Una muralla para resistir el asedio
Sumido en un plácido olvido durante décadas, sus vecinos fechan el inicio de su sobreexposición mediática en 2014, después del rodaje de un anuncio para una marca de zapatos. Desde entonces, la Muralla Roja ha sido objeto de multitud de spots publicitarios, películas y videoclips. “Cobramos 3.000 euros por día de rodaje. No debe de ser muy caro, porque todas las semanas tenemos dos o tres”, cuenta Salvador Ros, propietario desde 1972 y actual presidente de la comunidad de vecinos. Esta fuente de ingresos es fundamental para asumir los elevados costes de mantenimiento de los espacios comunes. “El año pasado se recaudaron 140.00 euros que se invirtieron íntegramente en pintar el edificio. En total, nos ha costado cerca de medio millón”, explica.
El dudoso honor de ser “el lugar más instagrameable de España” altera la vida de sus vecinos. La procesión permanente de curiosos obligó a la propiedad a vallar el edificio, lo que tampoco parece disuadir a los “moscones”, como los llama Salvador. “Ha habido broncas. La gente se intenta colar y cuando los queremos echar, algunos se ponen agresivos. Avisamos a la Guardia Civil todos los días, pero ya no nos hacen caso”, lamenta. “También los hay que intentan saltar la valla y se hacen daño. Yo he tenido que llamar al SAMUR en dos ocasiones”, apunta Isabel.
La instalación de la valla desencadenó un agrio episodio de disputas legales por la parcela del edificio que mantiene a los vecinos de la Muralla Roja y al ayuntamiento de Calpe enfrentados. Y, por si fuera poco, está el problema de su explotación con fines turísticos. Aunque algunas administraciones están empezando a tomar conciencia de los devastadores efectos que los procesos de gentrificación y el alquiler vacacional desregulado producen sobre las comunidades locales, como es el caso reciente de Toledo, revertir esta situación implica valentía política. Casi como una broma de mal gusto, hace un par de semanas apareció en una azotea de Manhattan un anuncio de una conocida plataforma dedicada al alquiler vacacional que se promocionaba con la imagen de la Muralla Roja.

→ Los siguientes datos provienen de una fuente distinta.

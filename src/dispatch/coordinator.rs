//! Dispatch coordination: orchestrates resolver, writer, and dispatcher for
//! single and bulk sends.

use std::collections::HashMap;

use futures::stream::{FuturesUnordered, StreamExt};
use uuid::Uuid;

use crate::config::DispatchConfig;
use crate::directory::RecipientResolver;
use crate::error::DispatchError;
use crate::metrics::{BULK_RECIPIENTS, DISPATCH_REQUESTS_TOTAL, FALLBACK_TOTAL};
use crate::notification::{
    DeliveryChannel, DeliveryOutcome, NewNotification, Notification, NotificationTarget,
    NotificationWriter, PushMessage, StoreError,
};
use crate::push::{BackoffConfig, ExponentialBackoff, PushDispatcher};

use super::report::{DispatchReport, RecipientOutcome};
use super::CancelHandle;

/// Orchestrates resolve -> persist -> deliver and aggregates the outcomes.
pub struct DispatchCoordinator {
    resolver: RecipientResolver,
    writer: NotificationWriter,
    dispatcher: PushDispatcher,
    config: DispatchConfig,
}

impl DispatchCoordinator {
    pub fn new(
        resolver: RecipientResolver,
        writer: NotificationWriter,
        dispatcher: PushDispatcher,
        config: DispatchConfig,
    ) -> Self {
        Self {
            resolver,
            writer,
            dispatcher,
            config,
        }
    }

    /// Send to one recipient: persist the row, attempt the primary channel,
    /// fall back to the direct gateway path when the primary fails outright.
    #[tracing::instrument(
        name = "coordinator.send_one",
        skip(self, message),
        fields(recipient_id = %recipient_id)
    )]
    pub async fn send_one(
        &self,
        recipient_id: &str,
        message: &PushMessage,
        service_id: Option<Uuid>,
    ) -> RecipientOutcome {
        DISPATCH_REQUESTS_TOTAL.with_label_values(&["single"]).inc();
        let new = NewNotification::from_message(recipient_id, message, service_id);
        self.send_one_inner(new, message, false).await
    }

    /// Bulk send: resolve the target, bulk-write rows, one batched gateway
    /// call; degrade to per-recipient sends when a batch step fails outright.
    pub async fn send_bulk(
        &self,
        target: &NotificationTarget,
        message: &PushMessage,
        service_id: Option<Uuid>,
    ) -> Result<DispatchReport, DispatchError> {
        self.send_bulk_cancellable(target, message, service_id, &CancelHandle::new())
            .await
    }

    #[tracing::instrument(
        name = "coordinator.send_bulk",
        skip_all,
        fields(target = target.kind())
    )]
    pub async fn send_bulk_cancellable(
        &self,
        target: &NotificationTarget,
        message: &PushMessage,
        service_id: Option<Uuid>,
        cancel: &CancelHandle,
    ) -> Result<DispatchReport, DispatchError> {
        DISPATCH_REQUESTS_TOTAL.with_label_values(&["bulk"]).inc();

        // Only resolution failures abort the call: InvalidTarget out of the
        // resolver, ResolutionEmpty here. Everything past this point is
        // collected into the report.
        let recipients = self.resolver.resolve(target).await?;
        if recipients.is_empty() {
            return Err(DispatchError::ResolutionEmpty);
        }
        BULK_RECIPIENTS.observe(recipients.len() as f64);

        let batch: Vec<NewNotification> = recipients
            .iter()
            .map(|r| NewNotification::from_message(r, message, service_id))
            .collect();

        let write = self.writer.write_batch(&batch).await;

        if write.is_total_failure() {
            tracing::warn!(
                recipients = batch.len(),
                "Bulk write failed outright, degrading to sequential sends"
            );
            return Ok(self.drive_individually(batch, message, cancel, false).await);
        }

        // Single batched gateway call across every persisted recipient.
        let written_ids: Vec<String> = write
            .written
            .iter()
            .map(|n| n.recipient_id.clone())
            .collect();

        match self.dispatcher.deliver_direct(&written_ids, message).await {
            Ok(deliveries) => {
                let mut by_recipient: HashMap<String, DeliveryOutcome> = deliveries
                    .into_iter()
                    .map(|d| (d.recipient_id.clone(), d))
                    .collect();

                let mut outcomes = Vec::with_capacity(batch.len());
                for row in &write.written {
                    let mut outcome = RecipientOutcome::persisted(&row.recipient_id, row.id);
                    if let Some(delivery) = by_recipient.remove(&row.recipient_id) {
                        outcome = outcome.with_delivery(delivery);
                    }
                    outcomes.push(outcome);
                }
                for (recipient_id, error) in write.failed {
                    outcomes.push(RecipientOutcome::write_failed(recipient_id, error));
                }

                Ok(DispatchReport::from_outcomes(outcomes))
            }
            Err(e) => {
                tracing::warn!(
                    error = %e,
                    recipients = written_ids.len(),
                    "Batched gateway call degraded, re-driving recipients individually"
                );
                // Rows already exist; the dispatch keys are reused so the
                // re-drive writes nothing twice.
                Ok(self.drive_individually(batch, message, cancel, true).await)
            }
        }
    }

    /// Idempotent `unread -> read` transition for a persisted notification.
    pub async fn mark_read(&self, id: Uuid) -> Result<Notification, StoreError> {
        self.writer.mark_read(id).await
    }

    /// One recipient's full write + two-tier delivery sequence.
    ///
    /// The row write completes (or fails) before any delivery attempt is
    /// reported. The dispatch key makes the write idempotent, so re-drives
    /// after a degraded batch reuse the existing row. `pace_retry` inserts a
    /// jittered backoff delay before the fallback attempt.
    async fn send_one_inner(
        &self,
        new: NewNotification,
        message: &PushMessage,
        pace_retry: bool,
    ) -> RecipientOutcome {
        let recipient_id = new.recipient_id.clone();

        let row = match self.writer.write_one(&new).await {
            Ok(row) => row,
            Err(e) => {
                return RecipientOutcome::write_failed(recipient_id, e.to_string());
            }
        };

        let outcome = RecipientOutcome::persisted(&recipient_id, row.id);

        match self
            .dispatcher
            .deliver_primary(&recipient_id, new.service_id, message)
            .await
        {
            Ok(()) => outcome.with_delivery(DeliveryOutcome::delivered(
                &recipient_id,
                DeliveryChannel::Primary,
            )),
            Err(e) => {
                FALLBACK_TOTAL.inc();
                tracing::warn!(
                    recipient_id = %recipient_id,
                    error = %e,
                    "Primary channel failed, engaging fallback"
                );

                if pace_retry {
                    let mut backoff =
                        ExponentialBackoff::with_config(BackoffConfig::from(&self.config));
                    tokio::time::sleep(backoff.next_delay()).await;
                }

                let delivery = match self
                    .dispatcher
                    .deliver_direct(std::slice::from_ref(&recipient_id), message)
                    .await
                {
                    Ok(mut outcomes) if !outcomes.is_empty() => outcomes.remove(0),
                    Ok(_) => DeliveryOutcome::failed(
                        &recipient_id,
                        DeliveryChannel::Fallback,
                        "gateway returned no outcome",
                    ),
                    Err(e) => DeliveryOutcome::failed(
                        &recipient_id,
                        DeliveryChannel::Fallback,
                        e.to_string(),
                    ),
                };

                outcome.with_delivery(delivery)
            }
        }
    }

    /// Sequential send-one path over a bounded worker pool; never aborts on
    /// an individual failure. Outcomes arrive in completion order — there is
    /// no ordering guarantee between recipients.
    async fn drive_individually(
        &self,
        batch: Vec<NewNotification>,
        message: &PushMessage,
        cancel: &CancelHandle,
        pace_retry: bool,
    ) -> DispatchReport {
        let cap = self.config.max_concurrency.max(1);
        let mut futures = FuturesUnordered::new();
        let mut outcomes = Vec::with_capacity(batch.len());
        let mut pending = 0;
        let mut cancelled = false;
        let mut iter = batch.into_iter();

        loop {
            // Top up the pool; stop admitting work once cancelled, but let
            // in-flight sends finish.
            while pending < cap && !cancelled {
                if cancel.is_cancelled() {
                    cancelled = true;
                    break;
                }
                match iter.next() {
                    Some(new) => {
                        futures.push(self.send_one_inner(new, message, pace_retry));
                        pending += 1;
                    }
                    None => break,
                }
            }

            match futures.next().await {
                Some(outcome) => {
                    pending -= 1;
                    outcomes.push(outcome);
                }
                None => break,
            }
        }

        let mut report = DispatchReport::from_outcomes(outcomes);
        if cancelled {
            tracing::warn!(
                collected = report.succeeded.len() + report.errors.len(),
                "Bulk send cancelled, returning partial result"
            );
            report.incomplete = true;
        }
        report
    }
}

“Los intrusos se agarran a la verja y te suplican que los dejes pasar, el ayuntamiento nos quiere quitar un terreno que es nuestro y tenemos turistas subiendo y bajando con maletas a todas horas. Vivimos asediados”, lamenta Ank.
El Año Bofill
La Muralla Roja no es la única obra de Bofill en Calpe. A escasos metros se encuentran el edificio Xanadú, el edificio Anfiteatro y un grupito de villas. Esta alta concentración de arquitectura extraordinaria ha animado a la localidad alicantina a convertir este 2023 en el Año Bofill, una iniciativa en la que colaboran la Universidad de Alicante, el Colegio de Arquitectos, los presidentes de las comunidades de propietarios y otras asociaciones locales. “La programación de eventos cubre todo el año”, explica Juan Manuel del Pino, concejal de Territorio de Calpe y comisario del Año Bofill. “Habrá exposiciones fotográficas, jornadas gastronómicas, conferencias, una muestra con material proveniente del Taller de Arquitectura de Bofill y un Congreso Internacional de Arquitectura en noviembre. También se organizarán visitas guiadas por los edificios del arquitecto”.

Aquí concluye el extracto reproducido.